Wrath of the Eternal Warrior #1 through #10 were, to be honest, phenomenal both in terms of writing and artwork. Venditti has written each issue, with artist Raul Allen working the interior pages. At first readers were uncertain of what to think or how to take in the title. It was not what most had expected and did not read or appear in any way to resemble Venditti and Gill’s work on Book of Death. Readers warmed up to the title, however, and after a few issues its genius became apparent with fans and critics alike providing high praise for its uncommonly strong quality.
Wrath of the Eternal Warrior #11 is interesting, in that it continues Venditti’s story line, while re-introducing Gill’s artwork into the title. Following Book of Death, many readers expected Gill to have been the artist to continue with Wrath of the Eternal Warrior #1 and onward; which of course did not occur. So, after ten spectacular issues of Wrath of the Eternal Warrior (beautifully rendered by Allen), Gill’s artwork now returns readers to visually familiar territory in Wrath of the Eternal Warrior #11. If you enjoyed Book of Death, this book is quite a welcome experience.

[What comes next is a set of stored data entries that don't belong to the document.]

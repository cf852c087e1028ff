//! Monotonic progress reporting

use crate::platform::ProgressSink;
use std::sync::{Arc, Mutex};

/// Forwards progress to a sink, dropping any value below the last one sent
pub struct ProgressTracker {
    sink: Arc<dyn ProgressSink>,
    last: Mutex<Option<u8>>,
}

impl ProgressTracker {
    pub fn new(sink: Arc<dyn ProgressSink>) -> Self {
        Self {
            sink,
            last: Mutex::new(None),
        }
    }

    /// Report `percent` (clamped to 100); returns whether it was forwarded
    pub fn report(&self, percent: u8, message: &str) -> bool {
        let percent = percent.min(100);
        let mut last = match self.last.lock() {
            Ok(guard) => guard,
            Err(poisoned) => poisoned.into_inner(),
        };
        if matches!(*last, Some(previous) if percent < previous) {
            return false;
        }
        *last = Some(percent);
        self.sink.report_progress(percent, message);
        true
    }

    /// Highest percentage forwarded so far
    pub fn current(&self) -> u8 {
        match self.last.lock() {
            Ok(guard) => guard.unwrap_or(0),
            Err(poisoned) => poisoned.into_inner().unwrap_or(0),
        }
    }
}

/// Slice of the overall percentage allotted to one phase
#[derive(Debug, Clone, Copy, PartialEq, Eq)]
pub struct ProgressSpan {
    start: u8,
    end: u8,
}

impl ProgressSpan {
    pub fn new(start: u8, end: u8) -> Self {
        Self {
            start: start.min(end),
            end: end.max(start),
        }
    }

    pub fn start(&self) -> u8 {
        self.start
    }

    pub fn end(&self) -> u8 {
        self.end
    }

    /// Percentage after `completed` of `total` units; never under-reports a finished unit
    pub fn at(&self, completed: usize, total: usize) -> u8 {
        if total == 0 || completed >= total {
            return self.end;
        }
        let width = (self.end - self.start) as usize;
        self.start + (width * completed / total) as u8
    }
}
//! Saving reports to disk

use crate::error::{AppError, Result};
use crate::platform::ReportSink;
use chrono::{DateTime, Local};
use std::fs;
use std::path::{Path, PathBuf};

/// Writes each report to its own timestamped file
#[derive(Debug, Clone)]
pub struct FileReportSink {
    dir: PathBuf,
}

impl FileReportSink {
    pub fn new(dir: impl Into<PathBuf>) -> Self {
        Self { dir: dir.into() }
    }

    pub fn dir(&self) -> &Path {
        &self.dir
    }

    pub fn file_name(at: DateTime<Local>) -> String {
        format!("network_diagnostic_{}.txt", at.format("%Y-%m-%d_%H-%M-%S"))
    }

    pub fn save_at(&self, text: &str, at: DateTime<Local>) -> Result<PathBuf> {
        fs::create_dir_all(&self.dir).map_err(|e| {
            AppError::persistence(format!("cannot create {}: {}", self.dir.display(), e))
        })?;
        let path = self.dir.join(Self::file_name(at));
        fs::write(&path, text)
            .map_err(|e| AppError::persistence(format!("cannot write {}: {}", path.display(), e)))?;
        Ok(path)
    }
}

impl ReportSink for FileReportSink {
    fn save_report(&self, text: &str) -> Result<PathBuf> {
        self.save_at(text, Local::now())
    }
}

#[cfg(test)]
mod tests {
    use super::*;
    use chrono::TimeZone;

    #[test]
    fn test_file_name_format() {
        let at = Local.with_ymd_and_hms(2026, 10, 14, 8, 3, 9).unwrap();
        assert_eq!(FileReportSink::file_name(at), "network_diagnostic_2026-10-14_08-03-09.txt");
    }

    #[test]
    fn test_save_report_writes_file() {
        let dir = tempfile::tempdir().unwrap();
        let sink = FileReportSink::new(dir.path().join("reports"));

        let path = sink.save_report("=== NETWORK DIAGNOSTIC REPORT ===\n").unwrap();
        assert!(path.starts_with(dir.path()));
        assert_eq!(fs::read_to_string(&path).unwrap(), "=== NETWORK DIAGNOSTIC REPORT ===\n");
    }

    #[test]
    fn test_unwritable_dir_is_persistence_error() {
        let file = tempfile::NamedTempFile::new().unwrap();
        let sink = FileReportSink::new(file.path().join("nested"));
        assert!(matches!(sink.save_report("x"), Err(AppError::Persistence(_))));
    }
}
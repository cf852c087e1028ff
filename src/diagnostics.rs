//! Rule-based conclusions drawn from a finished snapshot
//!
//! Rules run in a fixed order and only look at the snapshot, never at each
//! other's findings, so identical snapshots always give identical output.

use crate::models::DiagnosticSnapshot;
use crate::types::{named_domain, Target, VpnProtocol};
use serde::{Deserialize, Serialize};

/// Statement emitted when no rule fires
pub const HEALTHY_STATEMENT: &str = "No problems detected. The connection is working normally.";

/// Sites whose blocking is reported individually
const TRACKED_SITES: &[&str] = &["YouTube", "Telegram", "VK"];

#[derive(Debug, Clone, Copy, PartialEq, Eq, Serialize, Deserialize)]
pub enum IssueKind {
    VeryLowSpeed,
    LowWifiSpeed,
    HighPacketLoss,
    ModeratePacketLoss,
    HighLatency,
    DpiSniBlocking,
    SiteBlocked,
    ProtocolBlocking,
    DpiDetected,
    SniBlocked,
    VpnNotBypassing,
    ProbedTargetsBlocked,
}

#[derive(Debug, Clone, PartialEq, Serialize, Deserialize)]
pub struct Issue {
    pub kind: IssueKind,
    pub text: String,
}

impl Issue {
    fn new(kind: IssueKind, text: impl Into<String>) -> Self {
        Self { kind, text: text.into() }
    }
}

/// Ordered findings of the conclusion rules
#[derive(Debug, Clone, Default, PartialEq, Serialize, Deserialize)]
pub struct Conclusion {
    pub issues: Vec<Issue>,
    /// First-seen order, without repeats
    pub recommendations: Vec<String>,
    /// Set only when there are no issues
    pub healthy: Option<String>,
}

impl Conclusion {
    pub fn is_healthy(&self) -> bool {
        self.issues.is_empty()
    }

    pub fn kinds(&self) -> Vec<IssueKind> {
        self.issues.iter().map(|issue| issue.kind).collect()
    }

    fn issue(&mut self, kind: IssueKind, text: impl Into<String>) {
        self.issues.push(Issue::new(kind, text));
    }

    fn recommend(&mut self, text: &str) {
        if !self.recommendations.iter().any(|existing| existing == text) {
            self.recommendations.push(text.to_string());
        }
    }
}

type Rule = fn(&DiagnosticSnapshot, &mut Conclusion);

/// Evaluation order of the rules
pub const RULES: &[(&str, Rule)] = &[
    ("speed", speed_rule),
    ("packet-loss", packet_loss_rule),
    ("latency", latency_rule),
    ("site-blocking", site_blocking_rule),
    ("protocol-blocking", protocol_blocking_rule),
    ("dpi", dpi_rule),
    ("sni", sni_rule),
    ("vpn-bypass", vpn_bypass_rule),
    ("probed-targets", probed_targets_rule),
];

/// Run every rule against the snapshot
pub fn conclude(snapshot: &DiagnosticSnapshot) -> Conclusion {
    let mut conclusion = Conclusion::default();
    for (_, rule) in RULES {
        rule(snapshot, &mut conclusion);
    }
    if conclusion.issues.is_empty() {
        conclusion.healthy = Some(HEALTHY_STATEMENT.to_string());
    }
    conclusion
}

fn speed_rule(snapshot: &DiagnosticSnapshot, out: &mut Conclusion) {
    let Some(download) = snapshot.download_mbps else {
        return;
    };
    if download < 5.0 {
        out.issue(IssueKind::VeryLowSpeed, format!("Very low download speed: {:.1} Mbps", download));
        out.recommend("Restart the router or modem");
        out.recommend("Contact the provider about the line speed");
    } else if download < 20.0 && snapshot.connection_type.is_wifi() {
        out.issue(IssueKind::LowWifiSpeed, format!("Low Wi-Fi speed: {:.1} Mbps", download));
        out.recommend("Move closer to the router or remove obstacles");
        out.recommend("Switch to the 5 GHz band if the router supports it");
    }
}

fn packet_loss_rule(snapshot: &DiagnosticSnapshot, out: &mut Conclusion) {
    let Some(loss) = snapshot.packet_loss_pct else {
        return;
    };
    if loss > 10.0 {
        out.issue(IssueKind::HighPacketLoss, format!("High packet loss: {:.1}%", loss));
        out.recommend("Check cables and signal quality, the line is dropping packets");
    } else if loss > 5.0 {
        out.issue(IssueKind::ModeratePacketLoss, format!("Moderate packet loss: {:.1}%", loss));
        out.recommend("Watch the connection, intermittent loss often comes from radio interference");
    }
}

fn latency_rule(snapshot: &DiagnosticSnapshot, out: &mut Conclusion) {
    if let Some(ping) = snapshot.ping_ms.filter(|ping| *ping > 150.0) {
        out.issue(IssueKind::HighLatency, format!("High latency: {:.0} ms", ping));
    }
}

fn site_blocking_rule(snapshot: &DiagnosticSnapshot, out: &mut Conclusion) {
    if !(snapshot.youtube_blocked() || snapshot.telegram_blocked() || snapshot.vk_blocked()) {
        return;
    }
    if snapshot.youtube_blocked() && snapshot.telegram_blocked() {
        out.issue(
            IssueKind::DpiSniBlocking,
            "YouTube and Telegram are blocked (DPI/SNI-level filtering by the provider)",
        );
        out.recommend("Use a VPN with traffic obfuscation (VLESS or Trojan over TLS)");
        out.recommend("Route YouTube and Telegram through a proxy");
        return;
    }
    for site in TRACKED_SITES {
        if snapshot.is_domain_blocked(site) {
            out.issue(IssueKind::SiteBlocked, format!("{} is blocked", site));
        }
    }
}

fn protocol_blocking_rule(snapshot: &DiagnosticSnapshot, out: &mut Conclusion) {
    if snapshot.blocked_protocols.is_empty() {
        return;
    }
    let names: Vec<&str> = snapshot.blocked_protocols.iter().map(|p| p.name()).collect();
    out.issue(
        IssueKind::ProtocolBlocking,
        format!("Provider blocks VPN protocols: {}", names.join(", ")),
    );
    if snapshot.blocked_protocols.contains(&VpnProtocol::Shadowsocks) {
        out.recommend("Shadowsocks is filtered: switch to VLESS or Trojan with TLS");
    }
    if snapshot.blocked_protocols.contains(&VpnProtocol::WireGuard) {
        out.recommend("WireGuard is filtered: tunnel it over TCP/TLS or use an obfuscated fork");
    }
    out.recommend("Run VPN servers on uncommon ports (8080, 8443, 2053)");
}

fn dpi_rule(snapshot: &DiagnosticSnapshot, out: &mut Conclusion) {
    if snapshot.dpi_detected {
        out.issue(IssueKind::DpiDetected, "Deep packet inspection detected");
        out.recommend("Use protocols that mask traffic as regular HTTPS (VLESS Reality, Trojan)");
        out.recommend("Enable TLS for every connection");
    }
}

fn sni_rule(snapshot: &DiagnosticSnapshot, out: &mut Conclusion) {
    if snapshot.sni_blocked {
        out.issue(IssueKind::SniBlocked, "Filtering by TLS server name (SNI) detected");
        out.recommend("Enable Encrypted Client Hello (ECH) where supported");
        out.recommend("Use a transport that mimics ordinary HTTPS traffic");
    }
}

fn vpn_bypass_rule(snapshot: &DiagnosticSnapshot, out: &mut Conclusion) {
    if snapshot.vpn_active && (snapshot.youtube_blocked() || snapshot.telegram_blocked()) {
        out.issue(IssueKind::VpnNotBypassing, "VPN is active but blocked sites are still unreachable");
        out.recommend("Switch the VPN to a different protocol or server");
        out.recommend("Check that the VPN carries all traffic, DNS included");
    }
}

fn probed_targets_rule(snapshot: &DiagnosticSnapshot, out: &mut Conclusion) {
    let blocked: Vec<String> = snapshot
        .blocked_results()
        .map(|result| result.target())
        .filter(|target| !reported_by_site_rule(target))
        .map(Target::label)
        .collect();
    if !blocked.is_empty() {
        out.issue(
            IssueKind::ProbedTargetsBlocked,
            format!("Checked targets are blocked: {}", blocked.join(", ")),
        );
        out.recommend("Use a VPN or proxy for the blocked targets");
    }
}

fn reported_by_site_rule(target: &Target) -> bool {
    match target {
        Target::Domain(domain) => named_domain(domain).is_some_and(|name| TRACKED_SITES.contains(&name)),
        Target::Service { .. } => false,
    }
}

Wrath of the Eternal Warrior #11 is a character driven story that focuses more on plot development than action. Venditti writes a chapter that is emotionally significant to this story, and that creates rising action that will reach a climactic peak in later issues as a result. The seeds of this story have been sown throughout the past ten issues, and are now being finally addressed. In terms of how this issue fits with the rest of the series, there is a seamless transition as Venditti’s masterful tale flows forward with solid continuity, focus, and tone.
Artistically, Gill re-captures the same spirit of his work on Book of Death. Gill is a highly talented artist who is capable of producing the multiple artistic styles seen throughout comic book history. In contrast to Allen’s work on the title, Gill provides a more traditional approach to his creative process while also maintaining a level of attention to detail (location and number of Gilad’s facial scars).
Colorist Mike Spicer matches Gill’s art quite well, and employs a similar earth-tone color palette to what Patricia Martin and Borja Pindado used on previous issues; however, as a result of Gill’s pencils and inks, Spicer is able to employ color gradation visual techniques of gradually transitioning from one color hue, shade, or texture to another in each panel.
Wrath of the Eternal Warrior is a hidden gem that deserves your attention. While the art style may have changed with this issue, the quality and compelling nature of the story has not. It continues to be a very strong title that if you have not yet had the change to enjoy from the beginning, you are strongly encouraged to do so.